Sunday, November 13, 2011

Books And Public School Libraries

To ban or not to ban? That is the question in Blue Springs, Missouri.

he book that spurred the debate within the Blue Springs School District is Hold Still, a novel about a young girl coping with the suicide of her best friend. Parents say that the book was part of an extra credit assignment in a freshman English class. Hold Still was pulled from the school library and curriculum last month after the parents of a 14-year-old girl learned she had read the book, which her mother describes as riddled with “F Yous” and her father says features “graphic sex scenes.”

Out of curiosity, I zipped over to Amazon and read the reviews. My take away is that even though it tackles tough subject matter, the book is simplistic and written for young teenagers.

When I was in high school, we had a big chunk of "no-no" books in our school library: The Catcher In The Rye, 1884, The Adventures of Huck Finn, Catch-22, etc. The only book I can remember the parents raising a stink about was a book entitled My Darling, My Hamburger by Paul Zindel. Of course, if there was a stink, we all HAD to read it, and did. Eh. It turned out to be much ado about nothing.

Questions of the day: What was your favorite "controversial" book as a teenager? What was the all-time worst book on your high school's required reading list?

Bonus question: Is it proper English to capitalize the first word after a colon if it isn't a proper noun? I'm winging it here. It doesn't look right to me either way.

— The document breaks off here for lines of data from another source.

use thiserror::Error;

use crate::game::Phase;
use crate::tile::TileId;

#[derive(Debug, Clone, PartialEq, Eq, Error)]
pub enum GameError {
	#[error("You cannot select more than {max_select} tiles.")]
	SelectionOverflow { max_select: usize },
	#[error("Select all {required} tiles before starting ({selected} selected).")]
	SelectionIncomplete { selected: usize, required: usize },
	#[error("Cannot {action} during the {phase} phase")]
	WrongPhase { action: &'static str, phase: Phase },
	#[error("Tile {0} is not part of this round")]
	NotConfirmed(TileId),
	#[error("The round is not won yet")]
	NotWon,
	#[error("No tile at number {number}, row {row}")]
	InvalidTile { number: u8, row: u8 },
}

impl GameError {
	/// Errors the player can fix by changing their selection.
	pub fn is_user_correctable(&self) -> bool {
		matches!(self, GameError::SelectionOverflow { .. } | GameError::SelectionIncomplete { .. })
	}
}

#[derive(Debug, Error)]
pub enum ConfigError {
	#[error("Cannot read config {path}: {source}")]
	Io {
		path: String,
		#[source]
		source: std::io::Error,
	},
	#[error("Invalid config JSON: {0}")]
	Parse(#[from] serde_json::Error),
	#[error("Invalid value for {field}: {reason}")]
	OutOfRange { field: &'static str, reason: String },
}
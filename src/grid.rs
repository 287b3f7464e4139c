use crate::tile::{MAX_NUMBER, MIN_NUMBER, ROWS, TileId};

/// Number of columns, one per possible two-dice sum.
pub const COLUMNS: usize = (MAX_NUMBER - MIN_NUMBER + 1) as usize;

pub fn column_headers() -> impl Iterator<Item = u8> {
    MIN_NUMBER..=MAX_NUMBER
}

pub fn row_tiles(row: u8) -> impl Iterator<Item = TileId> {
    column_headers().map(move |number| TileId { number, row })
}

/// Every cell, row by row, left to right.
pub fn iter_tiles() -> impl Iterator<Item = TileId> {
    (0..ROWS).flat_map(row_tiles)
}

  1. I loved To Kill A Mockingbird by Harper Lee, and devoured anything by Steinbeck or Twain.

    William Faulkner's As I Lay Dying was awful, IMHO. It was a chore to slog through it. I don't know why it was required, unless the teacher was simply angry with us that day. Bleh! Maybe I should try rereading it as an adult...then again, maybe not. ;)

  2. As I think I have mentioned before, I think Faulkner had to pay for periods out of his own pocket, so in his third-person writing he uses sentences that are life plus 99 years.

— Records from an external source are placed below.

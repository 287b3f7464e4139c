use serde::{Deserialize, Serialize};

use crate::game::{Game, Phase};
use crate::grid;
use crate::tile::TileId;

pub const TITLE: &str = "Dice Sum Crossing";
pub const INSTRUCTIONS: [&str; 5] = [
	"Pick `n` tiles from the numbers 2 to 12.",
	"Your picks are locked in once the game starts.",
	"Roll two dice and click a tile matching the sum to mark it with a red X.",
	"Mark every tile with an X to win!",
	"Clicked the wrong tile? Click it again to undo.",
];
pub const MAX_SELECT_LABEL: &str = "Tiles to pick (n)";
pub const START_LABEL: &str = "Start game!";
pub const ROLL_LABEL: &str = "Roll dice";
pub const RESET_LABEL: &str = "Play again";
pub const ROLL_MESSAGE: &str =
	"Cross out a blue tile matching the sum of the two dice! Lost? Time to rethink your strategy.";
pub const VICTORY_MESSAGE: &str = "All tiles crossed out. You win!";

#[derive(Debug, Clone, Copy, PartialEq, Eq, Serialize, Deserialize)]
pub enum CellState {
	Unselected,
	Selected,
	Uncrossed,
	Crossed,
}

#[derive(Debug, Clone, PartialEq, Eq, Serialize, Deserialize)]
pub struct CellView {
	pub tile: TileId,
	pub state: CellState,
	pub label: String,
}

/// `None` when the cell is hidden: during a round only confirmed tiles show.
pub fn cell_view(game: &Game, tile: TileId) -> Option<CellView> {
	if game.is_started() {
		if !game.confirmed().contains(&tile) {
			return None;
		}
		let (state, label) = if game.crossed().contains(&tile) {
			(CellState::Crossed, "X")
		} else {
			(CellState::Uncrossed, " ")
		};
		return Some(CellView { tile, state, label: label.to_string() });
	}
	let state = if game.selected().contains(&tile) {
		CellState::Selected
	} else {
		CellState::Unselected
	};
	Some(CellView { tile, state, label: tile.number.to_string() })
}

pub fn grid_rows(game: &Game) -> Vec<Vec<Option<CellView>>> {
	(0..crate::tile::ROWS)
		.map(|row| grid::row_tiles(row).map(|t| cell_view(game, t)).collect())
		.collect()
}

#[derive(Debug, Clone, Copy, PartialEq, Eq)]
pub struct Controls {
	pub slider_enabled: bool,
	pub show_start: bool,
	pub show_roll: bool,
	pub show_reset: bool,
}

pub fn controls(game: &Game) -> Controls {
	let phase = game.phase();
	Controls {
		slider_enabled: phase == Phase::Selecting,
		show_start: phase == Phase::Selecting,
		show_roll: phase == Phase::Playing,
		show_reset: game.check_win(),
	}
}

/// Stays up for as long as the round is won.
pub fn victory_banner(game: &Game) -> Option<&'static str> {
	game.check_win().then_some(VICTORY_MESSAGE)
}

pub fn format_status(game: &Game) -> String {
	match game.phase() {
		Phase::Selecting => format!("Selected: {}/{}", game.selected().len(), game.max_select()),
		Phase::Playing | Phase::Won => format!("Remaining tiles: {}", game.remaining()),
	}
}

pub fn format_dice(game: &Game) -> Option<String> {
	game.dice().map(|d| format!("Dice: {} + {} = {}", d.first, d.second, d.sum()))
}
use rand::Rng;
use serde::{Deserialize, Serialize};

pub const FACES: u8 = 6;

/// Outcome of rolling two six-sided dice.
#[derive(Debug, Clone, Copy, PartialEq, Eq, Serialize, Deserialize)]
pub struct DiceRoll {
    pub first: u8,
    pub second: u8,
}

impl DiceRoll {
    pub fn roll<R: Rng + ?Sized>(rng: &mut R) -> Self {
        Self {
            first: rng.gen_range(1..=FACES),
            second: rng.gen_range(1..=FACES),
        }
    }

    pub fn sum(self) -> u8 {
        self.first + self.second
    }
}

    The only real "controversy" I remember in high school was that a number of kids thought the end of Grapes of Wrath was obscene and inappropriate. Funny thing is, it was more the "straight-laced" kids who appreciated it and the "wilder" kids that did not like it. You would have thought it would have been the other way around.

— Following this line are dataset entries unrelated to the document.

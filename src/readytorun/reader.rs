//! The top-level ReadyToRun reader.
//!
//! [`ReadyToRunReader`] classifies the image (machine, OS, architecture, composite-or-not),
//! locates and parses the container header, and materializes the section products: method
//! entrypoints, runtime functions, import sections, available types, the compiler identifier
//! and the manifest reference index. Exception and debug info tables are built on first
//! access.
//!
//! # Examples
//!
//! ```rust,no_run
//! use r2rscope::ReadyToRunReader;
//! use std::path::Path;
//!
//! let reader = ReadyToRunReader::from_file(Path::new("app.r2r.dll"))?;
//! println!(
//!     "{:?}/{:?}, composite: {}, {} methods",
//!     reader.operating_system(),
//!     reader.machine(),
//!     reader.composite(),
//!     reader.methods().len()
//! );
//!
//! for method in reader.methods() {
//!     println!(
//!         "  {} -> runtime function {} ({} fragments)",
//!         method.handle,
//!         method.entry_id,
//!         method.runtime_functions.len()
//!     );
//! }
//! # Ok::<(), r2rscope::Error>(())
//! ```

use std::{
    path::{Path, PathBuf},
    sync::{Arc, OnceLock},
};

use rustc_hash::FxHashMap;

use crate::{
    file::{parser::Parser, File},
    metadata::{
        cor20header::{Cor20Header, CorFlags},
        reader::EcmaMetadata,
        resolver::{AssemblyResolver, NullResolver},
        token::Token,
    },
    readytorun::{
        assemblies::AssemblyIndex,
        header::{ReadyToRunCoreHeader, ReadyToRunHeader, SectionType},
        imports::{parse_import_sections, ImportSection, NameFormatter, RawNameFormatter},
        machine::{classify, Architecture, Machine, OperatingSystem},
        method::{
            read_method_entrypoint, walk_runtime_functions, Method, MetadataSource,
            MethodSigFlags,
        },
        narray::NativeArray,
        nhashtable::NativeHashtable,
        signature::read_type_signature,
    },
    Error::NotSupported,
    Result,
};

/// The PE export name under which composite images publish their container header.
pub const RTR_HEADER_EXPORT: &str = "RTR_HEADER";

/// Exception-handling info of one method: where its EH clause table lives.
#[derive(Debug, Clone)]
pub struct EHInfo {
    /// RVA of the clause table
    pub rva: u32,
    /// File offset of the clause table
    pub offset: usize,
    /// Number of 24-byte clauses, bounded by the next table's start
    pub clause_count: u32,
}

/// A parsed ReadyToRun image.
///
/// All section products are read-only after construction; see the module docs for the
/// materialization rules.
pub struct ReadyToRunReader {
    file: File,
    filename: PathBuf,
    machine: Machine,
    operating_system: OperatingSystem,
    architecture: Architecture,
    composite: bool,
    header: ReadyToRunHeader,
    component_headers: Vec<ReadyToRunCoreHeader>,
    assemblies: AssemblyIndex,
    runtime_function_count: u32,
    is_entry_point: Vec<bool>,
    methods: Vec<Method>,
    available_types: Vec<String>,
    compiler_identifier: String,
    import_sections: Vec<ImportSection>,
    import_cell_names: FxHashMap<u32, String>,
    debug_info: OnceLock<FxHashMap<u32, usize>>,
    eh_info: OnceLock<FxHashMap<u32, EHInfo>>,
}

    I never had to read Catcher in the Rye, but I recall kids commenting on it.

  3. lady red, the font of your book is so 70s!!!

    I remember very little of my high school days, but I also loved To Kill a Mockingbird.

  4. My niece was complaining about reading The Grapes of Wrath last year. I told her that it's not just "a story"; it's a chronicle of the hardships endured by her great grandparents. That perked her interest a little, but it just made me sad.

    I wish she could have heard my grandma's tales of the depression first-hand. Times have changed so much since then. We've lost a sense of who we really are, and where we come from.

  5. I remember very little of my high school days

    I remember helping to put the outhouse from the rodeo grounds on top of the high school. And yes, it was harder to get down than it was to get up (especially with the principle scowling at us and our parents on the warpath).

    Ahhh, good times! :D

  6. In fact, I do not remember a single book I was required to read in either Junior or Senior High School.

    But that's not to say I did not read. In fact I went to the library every day in Junior High, and usually took out one book which I would read overnight, instead of doing homework.

    What I WAS reading was almost exclusively classic Science Fiction - Pohl, Heinlein, Norton, etc.

    I tried 'The Lord Of The Rings' thinking it was more of the same. Unfortunately, I picked up the second volume 'The Two Towers' which begins with the sentence 'Aragorn sped on up the hill.'

    Not then knowing it was a trilogy, this simply baffled me, until the librarian pointed out the facts of literary life to me.

    This same librarian later offered me a brand-new, hardbound boxed set of the books, which I accepted with incredible gratitude.

    This reading of everything but my school-books, did, of course have a very bad effect on my grades.

  7. I had a similar experience as Dances. Except that I did read my school books, in English class at least.
    And all in the first week or so. After that I zoned out.

    And of course SciFi was an addiction.

    Though at 14 or so I discovered Henry Miller's trilogy of the Nexus in my Uncle's underwear drawer. Smuggled from Japan in the days before that type of literature was allowed.

    i can't even begin to describe favorites or selections. Hell, I'm sure I've been influenced by milk carton's.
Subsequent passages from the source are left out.